Synthesis of High Aspect Ratio Quantum-Size CdS Nanorods and Their Surface-Dependent Photoluminescence

Abstract

Colloidal CdS nanorods with diameters near 4 nm and narrow size distributions ( approximately +/-10%) were synthesized up to 300 nm long by a sequential reactant injection technique that utilizes phosophonic acids as capping ligands. The phosphonic acid strongly passivates the nonpolar CdS surfaces and sequential reactant injection provides controlled CdS formation kinetics to enable heterogeneous and facet-selective CdS deposition on the more reactive {002} surfaces. With this process, the nanorod length can be systematically increased by increasing reactant addition to extend nanorod growth. The phosphonic acid concentration, however, is quite important, as "low" concentrations allow radial deposition and branching to occur. These high aspect ratio (>100) CdS nanorods luminesce with relatively high efficiencies of 10.8% quantum yield at room temperature.
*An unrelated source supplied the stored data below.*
//! Countdown timer state machine and embedded block protocol.
//!
//! A countdown block is a fenced code block tagged `countdown` whose body is
//! a single RFC 3339 instant, the moment the timer expires. The block is the
//! wire format between note creation (producer) and this module (consumer);
//! it round-trips through persisted documents, so a timer re-derives all of
//! its state from the body every time the document is rendered.

use chrono::{DateTime, Duration, Utc};
use pulldown_cmark::{CodeBlockKind, Event, Parser, Tag, TagEnd};

/// Fence tag marking a countdown block.
pub const TIMER_BLOCK_TAG: &str = "countdown";

/// Observable state of a countdown.
#[derive(Debug, Clone, Copy, PartialEq, Eq)]
pub enum CountdownState {
    /// The target instant is still ahead.
    Pending,
    /// The target instant has passed; terminal.
    Expired,
}

/// What a tick asks the caller to do.
#[derive(Debug, Clone, PartialEq, Eq)]
pub enum TickOutcome {
    /// Show the remaining time and schedule another tick.
    Render(String),
    /// The countdown just expired; perform the one-shot expiry effects and
    /// stop rescheduling. Reported exactly once.
    Expire,
    /// The countdown had already expired; nothing to do.
    Idle,
}

/// A live countdown toward an absolute target instant.
#[derive(Debug, Clone, PartialEq, Eq)]
pub struct Countdown {
    deadline: DateTime<Utc>,
    state: CountdownState,
}

impl Countdown {
    /// Creates a countdown toward `deadline`. A deadline already in the past
    /// at render time yields no countdown at all.
    pub fn new(deadline: DateTime<Utc>, now: DateTime<Utc>) -> Option<Countdown> {
        if deadline < now {
            return None;
        }
        Some(Countdown {
            deadline,
            state: CountdownState::Pending,
        })
    }

    /// Creates a countdown from a block body. A body that does not parse is
    /// treated the same as a past deadline: no timer, no error.
    pub fn from_block(body: &str, now: DateTime<Utc>) -> Option<Countdown> {
        Countdown::new(parse_deadline(body)?, now)
    }

    pub fn state(&self) -> CountdownState {
        self.state
    }

    pub fn deadline(&self) -> DateTime<Utc> {
        self.deadline
    }

    /// Advances the countdown against the current instant.
    ///
    /// While pending, yields the remaining time to render. The transition to
    /// expired happens on the first tick that observes a negative remainder
    /// and is reported exactly once; later ticks are idle.
    pub fn tick(&mut self, now: DateTime<Utc>) -> TickOutcome {
        if self.state == CountdownState::Expired {
            return TickOutcome::Idle;
        }

        let remaining = self.deadline - now;
        if remaining < Duration::zero() {
            self.state = CountdownState::Expired;
            TickOutcome::Expire
        } else {
            TickOutcome::Render(format_remaining(remaining))
        }
    }
}

/// Parses a countdown block body: exactly one timestamp line, optionally
/// surrounded by whitespace.
pub fn parse_deadline(body: &str) -> Option<DateTime<Utc>> {
    let line = body.trim();
    if line.is_empty() || line.contains('\n') {
        return None;
    }
    DateTime::parse_from_rfc3339(line)
        .ok()
        .map(|deadline| deadline.with_timezone(&Utc))
}

/// Renders a remaining duration as zero-padded `minutes:seconds`.
pub fn format_remaining(remaining: Duration) -> String {
    let ms = remaining.num_milliseconds().max(0);
    let minutes = ms / 60_000;
    let seconds = (ms % 60_000) / 1_000;
    format!("{:02}:{:02}", minutes, seconds)
}

/// Collects the bodies of all countdown blocks in a Markdown document, in
/// document order. Fenced blocks with any other tag are ignored.
pub fn extract_countdown_blocks(source: &str) -> Vec<String> {
    let mut blocks = Vec::new();
    let mut body: Option<String> = None;

    for event in Parser::new(source) {
        match event {
            Event::Start(Tag::CodeBlock(CodeBlockKind::Fenced(info)))
                if info.split_whitespace().next() == Some(TIMER_BLOCK_TAG) =>
            {
                body = Some(String::new());
            }
            Event::Text(text) => {
                if let Some(body) = body.as_mut() {
                    body.push_str(&text);
                }
            }
            Event::End(TagEnd::CodeBlock) => {
                if let Some(body) = body.take() {
                    blocks.push(body);
                }
            }
            _ => {}
        }
    }

    blocks
}
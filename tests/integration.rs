//! Integration tests for the barbershop engine.
//!
//! This suite drives the public API end to end:
//! - Salary plans loaded from the sample configuration
//! - Payroll window and workday pro-ration
//! - Preset plans and package pricing
//! - The booking wizard: lock exclusion, lock expiry, persistence

use std::str::FromStr;
use std::sync::Arc;

use chrono::{Duration, TimeZone, Utc};
use rust_decimal::Decimal;

use barbershop_engine::booking::{
    BookingSession, BookingStore, FileStore, LockSweeper, ManualClock, MemoryStore,
    NotificationLevel, NotificationLog,
};
use barbershop_engine::calculation::{
    active_workday_ratio_for, calculate_dynamic_basic_plan, calculate_fixed_plan,
    calculate_package_price, calculate_salary, calculate_salary_from_plan,
    calculate_salary_with_trace, get_active_workday_ratio, get_payroll_window,
};
use barbershop_engine::config::{BookingConfig, ConfigLoader};
use barbershop_engine::error::EngineError;
use barbershop_engine::models::{
    BookingStep, CustomerDetails, DynamicField, LockState, PersistedBooking, SalaryPlan,
    SelectedService,
};

// =============================================================================
// Test Helpers
// =============================================================================

fn loader() -> ConfigLoader {
    ConfigLoader::load("./config/barbershop").expect("Failed to load config")
}

fn decimal(s: &str) -> Decimal {
    Decimal::from_str(s).unwrap()
}

fn service(id: &str, price: &str) -> SelectedService {
    SelectedService {
        id: id.to_string(),
        name: id.to_string(),
        price: decimal(price),
        duration_minutes: 30,
    }
}

struct Wizard {
    session: BookingSession,
    store: MemoryStore,
    log: NotificationLog,
    clock: Arc<ManualClock>,
}

fn wizard_with(config: BookingConfig, store: MemoryStore) -> Wizard {
    let log = NotificationLog::new();
    let clock = Arc::new(ManualClock::new(
        Utc.with_ymd_and_hms(2025, 3, 10, 9, 0, 0).unwrap(),
    ));
    let session = BookingSession::restore(
        config,
        Box::new(store.clone()),
        Box::new(log.clone()),
        clock.clone(),
    );
    Wizard {
        session,
        store,
        log,
        clock,
    }
}

fn wizard() -> Wizard {
    wizard_with(loader().booking().clone(), MemoryStore::new())
}

// =============================================================================
// Salary plans from configuration
// =============================================================================

#[test]
fn test_default_plan_from_config_matches_builtin() {
    let loader = loader();
    let plan = loader.get_plan("default").unwrap();
    let bonuses = vec![
        DynamicField::new("Eid bonus", decimal("200")),
        DynamicField::new("Referral", decimal("50")),
    ];

    let result = calculate_salary_from_plan(decimal("12500"), plan, &[], &bonuses);

    assert_eq!(result.basic_salary, decimal("2000"));
    assert_eq!(result.commission, decimal("1700"));
    assert_eq!(result.target_bonus, decimal("500"));
    assert_eq!(result.total_bonuses, decimal("250"));
    assert_eq!(result.total, decimal("4450"));

    let builtin = calculate_salary(decimal("12500"), &[], &bonuses, None);
    assert_eq!(builtin, result);
}

#[test]
fn test_senior_plan_from_config() {
    let loader = loader();
    let plan = loader.get_plan("dynamic_commission").unwrap();

    let result = calculate_salary_from_plan(decimal("10000"), plan, &[], &[]);

    assert_eq!(result.basic_salary, decimal("2500"));
    assert_eq!(result.target_bonus, decimal("300"));
    assert_eq!(result.commission, decimal("1750"));
    assert_eq!(result.total, decimal("4550"));
}

#[test]
fn test_fixed_plan_from_config_ignores_sales() {
    let loader = loader();
    let plan = loader.get_plan("fixed").unwrap();

    for sales in ["0", "4000", "25000"] {
        let result = calculate_salary_from_plan(decimal(sales), plan, &[], &[]);
        assert_eq!(result.basic_salary, decimal("3750"));
        assert_eq!(result.commission, Decimal::ZERO);
        assert_eq!(result.total, decimal("3750"));
    }
}

#[test]
fn test_employee_plan_without_config_uses_default() {
    let plan = SalaryPlan {
        id: Some("plan-7".to_string()),
        name: "Unconfigured".to_string(),
        config: None,
    };

    let result = calculate_salary(decimal("5000"), &[], &[], Some(&plan));

    assert_eq!(result.commission, decimal("200"));
    assert_eq!(result.total, decimal("2200"));
}

#[test]
fn test_trace_covers_every_block() {
    let loader = loader();
    let plan = loader.get_plan("default").unwrap();

    let breakdown = calculate_salary_with_trace(decimal("15000"), plan, &[], &[]);

    assert_eq!(breakdown.audit_steps.len(), plan.blocks.len() + 1);
    assert_eq!(breakdown.result.target_bonus, decimal("1000"));
    let numbers: Vec<u32> = breakdown.audit_steps.iter().map(|s| s.step_number).collect();
    assert_eq!(numbers, vec![1, 2, 3]);
}

#[test]
fn test_unknown_plan_name_is_reported() {
    match loader().get_plan("weekend_special") {
        Err(EngineError::PlanNotFound { name }) => assert_eq!(name, "weekend_special"),
        other => panic!("Expected PlanNotFound, got {:?}", other),
    }
}

// =============================================================================
// Payroll window and pro-ration
// =============================================================================

#[test]
fn test_march_window_bounds() {
    let window = get_payroll_window("2025-03").unwrap();

    assert_eq!(
        window.window_start,
        Utc.with_ymd_and_hms(2025, 2, 26, 0, 0, 0).unwrap()
    );
    assert_eq!(
        window.window_end,
        Utc.with_ymd_and_hms(2025, 3, 25, 23, 59, 59).unwrap() + Duration::milliseconds(999)
    );
}

#[test]
fn test_january_window_rolls_back_year() {
    let window = get_payroll_window("2025-01").unwrap();
    assert_eq!(window.window_start_date, "2024-12-26");
    assert_eq!(window.window_end_date, "2025-01-25");
}

#[test]
fn test_malformed_month_is_rejected() {
    assert!(matches!(
        get_payroll_window("March"),
        Err(EngineError::InvalidMonth { .. })
    ));
}

#[test]
fn test_ratio_boundaries() {
    let window = get_payroll_window("2025-03").unwrap();

    assert_eq!(
        get_active_workday_ratio(None, None, window.window_start, window.window_end),
        Decimal::ONE
    );
    assert_eq!(
        active_workday_ratio_for(None, Some("2025-01-31"), &window),
        Decimal::ZERO
    );
    assert_eq!(
        get_active_workday_ratio(
            Some(window.window_start),
            Some(window.window_end),
            window.window_start,
            window.window_end
        ),
        Decimal::ONE
    );
}

#[test]
fn test_mid_window_hire_prorates_salary() {
    let window = get_payroll_window("2025-03").unwrap();

    // Hired 2025-03-12: 14 of 28 days active
    let ratio = active_workday_ratio_for(Some("2025-03-12"), None, &window);
    assert_eq!(ratio, decimal("0.5"));

    let salary = calculate_salary(decimal("5000"), &[], &[], None);
    assert_eq!(salary.total * ratio, decimal("1100"));
}

// =============================================================================
// Preset plans and package pricing
// =============================================================================

#[test]
fn test_preset_plans() {
    assert_eq!(calculate_fixed_plan().total_salary, decimal("3750"));
    assert_eq!(
        calculate_dynamic_basic_plan(decimal("5399")).total_salary,
        decimal("500")
    );
    assert_eq!(
        calculate_dynamic_basic_plan(decimal("5400")).total_salary,
        decimal("550")
    );
    assert_eq!(calculate_dynamic_basic_plan(decimal("7000")).increments, decimal("5"));
}

#[test]
fn test_package_pricing_with_configured_tiers() {
    let loader = loader();
    let tiers = &loader.booking().package_discounts;

    let single = calculate_package_price(&[decimal("80")], tiers);
    assert_eq!(single.total, decimal("80"));

    let trio = calculate_package_price(&[decimal("80"), decimal("45"), decimal("35")], tiers);
    assert_eq!(trio.discount_percent, decimal("15"));
    assert_eq!(trio.discount_amount, decimal("24"));
    assert_eq!(trio.total, decimal("136"));
}

// =============================================================================
// Booking wizard
// =============================================================================

#[test]
fn test_back_to_back_step_changes_only_one_wins() {
    let mut w = wizard();

    let first = w.session.initiate_step_change(
        BookingStep::Services,
        BookingStep::Datetime,
        "next-button",
    );
    let second =
        w.session
            .initiate_step_change(BookingStep::Services, BookingStep::Barber, "step-tab");

    assert!(first);
    assert!(!second);
    assert_eq!(w.session.state().current_step, BookingStep::Datetime);
    assert_eq!(w.session.state().transaction_history.len(), 1);
}

#[test]
fn test_expired_lock_is_swept_without_release() {
    let mut w = wizard();
    assert!(w.session.initiate_step_change(
        BookingStep::Services,
        BookingStep::Datetime,
        "next-button"
    ));

    w.clock.advance(Duration::milliseconds(5000));
    assert!(w.session.sweep_expired_lock());
    assert_eq!(w.session.state().lock, LockState::Idle);

    assert!(w.session.initiate_step_change(
        BookingStep::Datetime,
        BookingStep::Barber,
        "next-button"
    ));
    assert_eq!(w.session.state().current_step, BookingStep::Barber);
}

#[tokio::test(start_paused = true)]
async fn test_background_sweeper_releases_abandoned_lock() {
    let w = wizard();
    let clock = w.clock.clone();
    let session = Arc::new(tokio::sync::Mutex::new(w.session));
    let sweeper = LockSweeper::for_session(session.clone()).await;

    assert!(session.lock().await.initiate_step_change(
        BookingStep::Services,
        BookingStep::Datetime,
        "next-button"
    ));

    clock.advance(Duration::milliseconds(5000));
    tokio::time::sleep(std::time::Duration::from_millis(1100)).await;

    {
        let mut guard = session.lock().await;
        assert_eq!(guard.state().lock, LockState::Idle);
        assert!(guard.initiate_step_change(
            BookingStep::Datetime,
            BookingStep::Barber,
            "next-button"
        ));
    }

    assert!(sweeper.is_running());
    sweeper.stop();
}

#[test]
fn test_persisted_date_survives_rehydration() {
    let store = MemoryStore::new();
    let date = Utc.with_ymd_and_hms(2025, 4, 2, 14, 30, 0).unwrap();

    let mut w = wizard_with(BookingConfig::default(), store.clone());
    w.session.set_services(vec![service("haircut", "60")]);
    w.session.set_date(Some(date));
    assert!(w.session.initiate_step_change(
        BookingStep::Services,
        BookingStep::Datetime,
        "next-button"
    ));

    let raw = w.store.get("booking-state").unwrap();
    let persisted: PersistedBooking = serde_json::from_str(&raw).unwrap();
    assert_eq!(persisted.selected_date, Some(date));

    let restored = wizard_with(BookingConfig::default(), store);
    let state = restored.session.state();
    assert_eq!(state.selected_date, Some(date));
    assert_eq!(state.current_step, BookingStep::Datetime);
    assert_eq!(state.lock, LockState::Idle);
    assert!(state.pending_transactions.is_empty());
    assert!(state.transaction_history.is_empty());
}

#[test]
fn test_file_store_backs_session_across_restarts() {
    let dir = tempfile::tempdir().unwrap();
    let config = BookingConfig::default();

    {
        let mut session = BookingSession::restore(
            config.clone(),
            Box::new(FileStore::new(dir.path())),
            Box::new(NotificationLog::new()),
            Arc::new(ManualClock::new(Utc::now())),
        );
        session.set_barber(Some("barber-3".to_string()));
        session.teardown();
    }

    let store = FileStore::new(dir.path());
    assert!(store.load(&config.storage_key).unwrap().is_some());

    let session = BookingSession::restore(
        config,
        Box::new(store),
        Box::new(NotificationLog::new()),
        Arc::new(ManualClock::new(Utc::now())),
    );
    assert_eq!(
        session.state().selected_barber.as_deref(),
        Some("barber-3")
    );
}

#[test]
fn test_full_wizard_walkthrough() {
    let mut w = wizard();
    w.session.set_branch(Some("riyadh-olaya".to_string()));
    w.session
        .set_services(vec![service("haircut", "80"), service("beard", "40")]);

    let steps = [
        BookingStep::Services,
        BookingStep::Datetime,
        BookingStep::Barber,
        BookingStep::Details,
        BookingStep::Summary,
    ];
    for pair in steps.windows(2) {
        match pair[1] {
            BookingStep::Datetime => {
                w.session.set_date(Some(Utc.with_ymd_and_hms(2025, 3, 12, 0, 0, 0).unwrap()));
                w.session.set_time(Some("16:30".to_string()));
            }
            BookingStep::Barber => {
                w.session.set_barber(Some("barber-1".to_string()));
            }
            BookingStep::Details => {
                w.session.set_customer_details(CustomerDetails {
                    name: "Faisal".to_string(),
                    phone: "+966500000000".to_string(),
                    ..CustomerDetails::default()
                });
            }
            _ => {}
        }
        assert!(w.session.initiate_step_change(pair[0], pair[1], "next-button"));
        w.clock.advance(Duration::milliseconds(5000));
        w.session.sweep_expired_lock();
    }

    let state = w.session.state();
    assert_eq!(state.current_step, BookingStep::Summary);
    assert_eq!(state.transaction_history.len(), 4);
    assert_eq!(w.session.basket_price().total, decimal("108"));
    assert!(
        w.log
            .entries()
            .iter()
            .all(|n| n.level != NotificationLevel::Error)
    );
}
The luminescence, however, mostly arises from trap-related recombination, and the emission is significantly red-shifted from the absorption edge. Various surface passivation treatments were explored to eliminate trap emission and increase the luminescence quantum yield. Thiol and amine passivation both significantly reduced trap emission and enhanced band-edge emission, but the total luminescence quantum yields dropped significantly, with a maximum measured value of 1.5% for the amine-passivated CdS nanorods.